# Sailing Haida Gwaii



## dillybar (Nov 10, 2009)

Has anyone been up there? Curious about best routes, must see's, best time of year etc. Time table will be somewhat limited as usual - 5 weeks max from Vancouver. Plan so far calls for up the inside in early June then across to Skidegate and then run down the east coast of Haida Gwaii , then down west Coast of west coast of Van. Island.
I'd appreciate any thoughts from people that have done a similar trip (particularly the inside passage section).


----------



## sailjunkie (Nov 4, 2009)

I haven't been up there myself, but June Cameron wrote a very good book about sailing up there in a 26' sailboat.

Are you from BC? If so, the book is fairly recent and should be available in most bookstores.


----------



## jackdale (Dec 1, 2008)

Hi Dilly

I have as far north as Port Hardy. And around Vancouver Island a dozen times. I am away for the next week or so. But will check this thread when I get back.


----------



## Faster (Sep 13, 2005)

Too bad there's no one yet that's done exactly what you plan.. but my sense is that 5 weeks is going to be pretty tight for such a trip.


----------



## billyruffn (Sep 21, 2004)

Dillybar,

I haven't been to the Queen C. Islands, but we did do the inside passage on the way south from Alaska in 2006. By the time we got to BC we were pushing pretty hard and so didn't linger in the BC portion of the route. I'll offer a couple of thoughts of stopping points below.

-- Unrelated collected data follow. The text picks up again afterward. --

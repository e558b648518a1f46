//! Error types for the CLI application.
//!
//! Every command handler returns `Result<(), CliError>`; the dispatcher in
//! [`crate::run`] turns the variant into an exit code.

use std::fmt;

use hupoker_ai::AiError;
use hupoker_engine::errors::GameError;

use crate::config::ConfigError;

/// Custom error type for CLI operations.
#[derive(Debug)]
pub enum CliError {
    /// I/O error (file operations, stdout/stderr writes, etc.)
    Io(std::io::Error),

    /// Invalid user input or command-line arguments
    InvalidInput(String),

    /// Configuration error
    Config(String),

    /// Engine-related error
    Engine(GameError),

    /// Operation was interrupted (e.g., by the user quitting)
    Interrupted(String),
}

impl fmt::Display for CliError {
    fn fmt(&self, f: &mut fmt::Formatter<'_>) -> fmt::Result {
        match self {
            CliError::Io(e) => write!(f, "I/O error: {}", e),
            CliError::InvalidInput(msg) => write!(f, "Invalid input: {}", msg),
            CliError::Config(msg) => write!(f, "Configuration error: {}", msg),
            CliError::Engine(e) => write!(f, "Engine error: {}", e),
            CliError::Interrupted(msg) => write!(f, "Interrupted: {}", msg),
        }
    }
}

impl std::error::Error for CliError {
    fn source(&self) -> Option<&(dyn std::error::Error + 'static)> {
        match self {
            CliError::Io(e) => Some(e),
            CliError::Engine(e) => Some(e),
            _ => None,
        }
    }
}

impl From<std::io::Error> for CliError {
    fn from(error: std::io::Error) -> Self {
        CliError::Io(error)
    }
}

impl From<GameError> for CliError {
    fn from(error: GameError) -> Self {
        CliError::Engine(error)
    }
}

// unknown AI names are a user mistake, not an engine failure
impl From<AiError> for CliError {
    fn from(error: AiError) -> Self {
        CliError::InvalidInput(error.to_string())
    }
}

impl From<ConfigError> for CliError {
    fn from(error: ConfigError) -> Self {
        CliError::Config(error.to_string())
    }
}
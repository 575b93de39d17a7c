//! Property-based tests for partitioning and composition.
//!
//! These tests use proptest to verify invariants hold across
//! randomly generated inputs.

use proptest::prelude::*;

use hierarchy_builder::core::fib::{fib, FibError, MAX_FIB_INDEX};
use hierarchy_builder::core::hierarchy::{compose, compose_from};
use hierarchy_builder::core::partition::{fib_chunks, fib_chunks_from, partition};
use hierarchy_builder::core::types::{Slot, SlotKind, SlotValue};

/// Strategy for generating arbitrary slots.
fn slot() -> impl Strategy<Value = Slot> {
    prop_oneof![
        any::<i32>().prop_map(|v| Slot::new(SlotValue::Int(v))),
        any::<char>().prop_map(|c| Slot::new(SlotValue::Char(c))),
        any::<bool>().prop_map(|b| Slot::new(SlotValue::Bool(b))),
        any::<i64>().prop_map(|v| Slot::new(SlotValue::Long(v))),
    ]
}

/// Strategy for generating slot sequences.
fn slots() -> impl Strategy<Value = Vec<Slot>> {
    prop::collection::vec(slot(), 0..200)
}

proptest! {
    /// fib satisfies its recurrence everywhere below the ceiling.
    #[test]
    fn fib_recurrence(n in 2..=MAX_FIB_INDEX) {
        prop_assert_eq!(fib(n).unwrap(), fib(n - 1).unwrap() + fib(n - 2).unwrap());
    }

    /// Every index past the ceiling overflows.
    #[test]
    fn fib_overflow_past_ceiling(n in (MAX_FIB_INDEX + 1)..usize::MAX) {
        prop_assert_eq!(fib(n), Err(FibError::ArithmeticOverflow { index: n }));
    }

    /// Concatenating every chunk reconstructs the input.
    #[test]
    fn partition_is_lossless(seq in prop::collection::vec(any::<u16>(), 0..300), start in 0usize..6) {
        let rebuilt: Vec<u16> = fib_chunks_from(&seq, start)
            .flat_map(|p| p.chunk.iter().copied())
            .collect();
        prop_assert_eq!(rebuilt, seq);
    }

    /// A single partition splits exactly at min(fib(depth), len).
    #[test]
    fn partition_splits_at_fib(seq in prop::collection::vec(any::<u8>(), 0..100), depth in 0usize..12) {
        let p = partition(&seq, depth);
        let expected = (fib(depth).unwrap() as usize).min(seq.len());
        prop_assert_eq!(p.chunk.len(), expected);
        prop_assert_eq!(p.chunk.len() + p.remainder.len(), seq.len());
        prop_assert_eq!(p.is_truncated(), seq.len() < fib(depth).unwrap() as usize);
    }

    /// Only the final chunk may fall short of fib(depth).
    #[test]
    fn only_last_chunk_truncated(seq in prop::collection::vec(any::<u8>(), 1..300)) {
        let chunks: Vec<_> = fib_chunks(&seq).collect();
        let (last, rest) = chunks.split_last().unwrap();
        for p in rest {
            prop_assert!(!p.is_truncated());
            prop_assert_eq!(p.chunk.len() as u64, p.nominal_len);
        }
        prop_assert!(!last.chunk.is_empty());
        prop_assert!(last.remainder.is_empty());
    }

    /// Traversal visits every value in input order.
    #[test]
    fn compose_preserves_order(seq in slots()) {
        let h = compose(seq.clone());
        prop_assert_eq!(h.unit_count(), seq.len());
        let visited: Vec<Slot> = h.values().cloned().collect();
        prop_assert_eq!(&visited, &seq);
        prop_assert_eq!(h.into_values(), seq);
    }

    /// Levels line up with the partitioner's chunks.
    #[test]
    fn compose_matches_partition(seq in slots(), start in 0usize..5) {
        let h = compose_from(seq.clone(), start);
        let levels: Vec<(usize, Vec<Slot>)> = h
            .levels()
            .map(|l| (l.depth(), l.head_chain().iter().cloned().collect()))
            .collect();
        let chunks: Vec<(usize, Vec<Slot>)> = fib_chunks_from(&seq, start)
            .map(|p| (p.depth, p.chunk.to_vec()))
            .collect();
        prop_assert_eq!(levels, chunks);
    }

    /// Composing the same input twice gives equal, independently owned trees.
    #[test]
    fn compose_is_idempotent(seq in slots()) {
        let first = compose(seq.clone());
        let second = compose(seq);
        prop_assert_eq!(first.fingerprint(), second.fingerprint());
        prop_assert!(first == second);
        if let (Some(a), Some(b)) = (first.values().next(), second.values().next()) {
            prop_assert!(!std::ptr::eq(a, b));
        };
    }

    /// Slot text round-trips through Display and parse.
    #[test]
    fn slot_text_roundtrip(s in slot()) {
        let text = s.to_string();
        let parsed = Slot::parse(&text).unwrap();
        prop_assert_eq!(parsed, s);
    }

    /// Slot JSON round-trips through serde.
    #[test]
    fn slot_serde_roundtrip(s in slot()) {
        let json = serde_json::to_string(&s).unwrap();
        let parsed: Slot = serde_json::from_str(&json).unwrap();
        prop_assert_eq!(parsed, s);
    }

    /// A bare kind parses to that kind's default value.
    #[test]
    fn bare_kind_is_default(kind in prop::sample::select(SlotKind::ALL.to_vec())) {
        let slot = Slot::parse(kind.as_str()).unwrap();
        prop_assert_eq!(slot.value(), &kind.default_value());
    }
}
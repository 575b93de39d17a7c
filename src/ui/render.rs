//! ui::render
//!
//! Text rendering of composed hierarchies.
//!
//! # Styles
//!
//! Tree style mirrors ownership: each level hangs off the root, and each
//! unit in a level's chain nests under the unit that owns it.
//!
//! ```text
//! hierarchy
//! ├── level 0 [1 of 1]
//! │   └── int=0
//! └── level 1 [1 of 1]
//!     └── ...
//! ```
//!
//! Nesting inside a chain stops growing after [`MAX_CHAIN_INDENT`] steps so
//! long chunks keep a bounded line width; deeper units line up under the
//! last indented one.
//!
//! Flat style puts everything on one line with `|` between chunks.

use std::fmt::Display;

use crate::core::hierarchy::{Composite, Hierarchy};

/// Deepest nesting step a unit is drawn at within one chain.
pub const MAX_CHAIN_INDENT: usize = 8;

/// Options for tree rendering.
#[derive(Debug, Clone, Copy)]
pub struct TreeOptions {
    /// Append `[len of nominal]` to each level heading.
    pub show_nominal: bool,
}

impl Default for TreeOptions {
    fn default() -> Self {
        Self { show_nominal: true }
    }
}

/// Render `hierarchy` as an indented ownership tree.
///
/// # Example
///
/// ```
/// use hierarchy_builder::core::hierarchy::compose;
/// use hierarchy_builder::ui::render::{render_tree, TreeOptions};
///
/// let text = render_tree(&compose(vec!["a", "b"]), TreeOptions::default());
/// assert_eq!(
///     text,
///     "hierarchy\n├── level 0 [1 of 1]\n│   └── a\n└── level 1 [1 of 1]\n    └── b\n"
/// );
/// ```
pub fn render_tree<T: Display>(hierarchy: &Hierarchy<T>, options: TreeOptions) -> String {
    if hierarchy.is_terminal() {
        return "hierarchy (terminal)\n".to_string();
    }

    let mut out = String::from("hierarchy\n");
    let level_count = hierarchy.level_count();

    for (i, level) in hierarchy.levels().enumerate() {
        let last = i + 1 == level_count;
        let (branch, rail) = if last {
            ("└── ", "    ")
        } else {
            ("├── ", "│   ")
        };

        out.push_str(branch);
        out.push_str(&level_heading(level, options));
        out.push('\n');

        for (position, value) in level.head_chain().iter().enumerate() {
            out.push_str(rail);
            out.push_str(&"    ".repeat(position.min(MAX_CHAIN_INDENT)));
            out.push_str("└── ");
            out.push_str(&value.to_string());
            out.push('\n');
        }
    }

    out
}

fn level_heading<T>(level: &Composite<T>, options: TreeOptions) -> String {
    if options.show_nominal {
        format!(
            "level {} [{} of {}]",
            level.depth(),
            level.head_chain().len(),
            level.nominal_len()
        )
    } else {
        format!("level {}", level.depth())
    }
}

/// Render `hierarchy` on one line, chunks separated by ` | `.
///
/// An empty hierarchy renders as an empty line.
pub fn render_flat<T: Display>(hierarchy: &Hierarchy<T>) -> String {
    let line = hierarchy
        .levels()
        .map(|level| {
            level
                .head_chain()
                .iter()
                .map(|value| value.to_string())
                .collect::<Vec<_>>()
                .join(" ")
        })
        .collect::<Vec<_>>()
        .join(" | ");
    format!("{}\n", line)
}

#[cfg(test)]
mod tests {
    use super::*;
    use crate::core::hierarchy::compose;
    use crate::core::types::{Slot, SlotKind};

    fn demo() -> Hierarchy<Slot> {
        compose([SlotKind::Int, SlotKind::Char, SlotKind::Bool, SlotKind::Long].map(Slot::of_kind))
    }

    #[test]
    fn tree_of_demo_list() {
        let expected = "\
hierarchy
├── level 0 [1 of 1]
│   └── int=0
├── level 1 [1 of 1]
│   └── char=\\u{0}
└── level 2 [2 of 2]
    └── bool=false
        └── long=0
";
        assert_eq!(render_tree(&demo(), TreeOptions::default()), expected);
    }

    #[test]
    fn tree_without_nominal() {
        let text = render_tree(&compose(vec![1, 2, 3]), TreeOptions { show_nominal: false });
        assert_eq!(
            text,
            "hierarchy\n├── level 0\n│   └── 1\n├── level 1\n│   └── 2\n└── level 2\n    └── 3\n"
        );
    }

    #[test]
    fn tree_marks_truncated_level() {
        let text = render_tree(&compose(vec![1, 2, 3]), TreeOptions::default());
        assert!(text.contains("level 2 [1 of 2]"));
    }

    #[test]
    fn long_chain_indent_is_capped() {
        // Depth 9 holds fib(9) = 55 units
        let h = crate::core::hierarchy::compose_from(0..55, 9);
        let text = render_tree(&h, TreeOptions::default());
        let lines: Vec<&str> = text.lines().collect();
        assert_eq!(lines.len(), 2 + 55);

        let widest = lines.iter().map(|l| l.chars().count()).max().unwrap();
        assert!(widest <= 4 + 4 * MAX_CHAIN_INDENT + 4 + 2, "widest line {}", widest);

        let capped = format!("{}└── 54", " ".repeat(4 + 4 * MAX_CHAIN_INDENT));
        assert_eq!(lines.last().copied(), Some(capped.as_str()));
    }

    #[test]
    fn tree_of_terminal() {
        let text = render_tree(&compose(Vec::<u8>::new()), TreeOptions::default());
        assert_eq!(text, "hierarchy (terminal)\n");
    }

    #[test]
    fn flat_of_demo_list() {
        assert_eq!(
            render_flat(&demo()),
            "int=0 | char=\\u{0} | bool=false long=0\n"
        );
    }

    #[test]
    fn flat_of_terminal() {
        assert_eq!(render_flat(&compose(Vec::<u8>::new())), "\n");
    }
}
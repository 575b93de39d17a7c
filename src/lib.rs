//! hierarchy-builder - Fibonacci-sized ownership hierarchies
//!
//! Composes an ordered sequence of slots into a nested hierarchy. The
//! sequence is split into consecutive chunks of `fib(0), fib(1), fib(2), ...`
//! elements (1, 1, 2, 3, 5, ...); each chunk becomes a linear chain of
//! units, and each level owns the level composed from the rest.
//!
//! # Architecture
//!
//! - [`core`] - Domain types, the Fibonacci index, partitioning and composition
//! - [`ui`] - Output verbosity and hierarchy rendering
//! - [`cli`] - Command-line interface (`hb`)
//!
//! # Example
//!
//! ```
//! use hierarchy_builder::core::hierarchy::compose;
//!
//! let h = compose(vec!["int", "char", "bool", "long"]);
//! assert_eq!(h.level_count(), 3);
//! assert_eq!(h.values().copied().collect::<Vec<_>>(), ["int", "char", "bool", "long"]);
//! ```

pub mod cli;
pub mod core;
pub mod ui;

There are several good cruising guides of this area. I'd recommend you research them and make the investment (they aren't cheap). We found the guides in this series very helpful:

FINE EDGE N.coast Bc at West Marine

You didn't mention the size of your boat or how fast you can move under power (you'll be using the engine a lot), so the estimates given below are based on +/- 6 knots SOG.

My guess is that from Vancouver to Port Hardy (good jump off place) is 4 days, maybe 3 if you push. Key here will be timing the transit of the rapids at or in the vicinity of Campbell River. North of the rapids there is plenty to see. I'd recommend the Broughtons -- Echo Bay is a good stop and you shouldn't miss Billy Proctor's museum there. Billy is a real character.

From the Boughtons to Port Hardy is a short run. Port Hardy is a good place to fill tanks and do final provisioning.

From Port Hardy northward we stopped at the following places (all a day's run on the engine).

Penrose Island - nicely protected anchorage in the inner pool.
Bella Bella - fuel availalbe, but not much else to brag about here.
Klemptu Passage -- protected anchroage at the south end of the passage
Fin Island -- (via Princess Royal Channel) nice anchorage. Across the bay is the FN village of Hartley Bay. You can tie to the town dock here and I believe fuel may be available, but I can't recall. There are fishing boats ported here, so my guess is they have fuel.

From Fin Island / Hartley Bay you have a choice -- either:

1/ continue on the inside-inside and run up the Greenville Channel (a long boring, but scenic, run up a narrow channel) where there are a couple of nice spots to stop on the eastern side. This is the route we took and we stopped twice in the channel between Fin Island and Prince Rupert. Prince Rupert is a nice town with full facilities. 
2/ go SE to the Otter Channel to Nepean Sound, turn right and take the Principe Channel north to the top of Banks Island and from there cross the Hecate Straight.
3/ go SE to Otter Channel, cross Nepean Sound and take the Otter Passage north of Trutch Island (in the Estevan Group) into the Hecage Straight. This gives you a longer passge to the QC group, but you save several days motoring / sightseeing in the channels

The weather may dictate which route you choose. If it's forecast to be nasty in the Hecate Straight, you might find a few more days sightseeing the inside passage worthwhile.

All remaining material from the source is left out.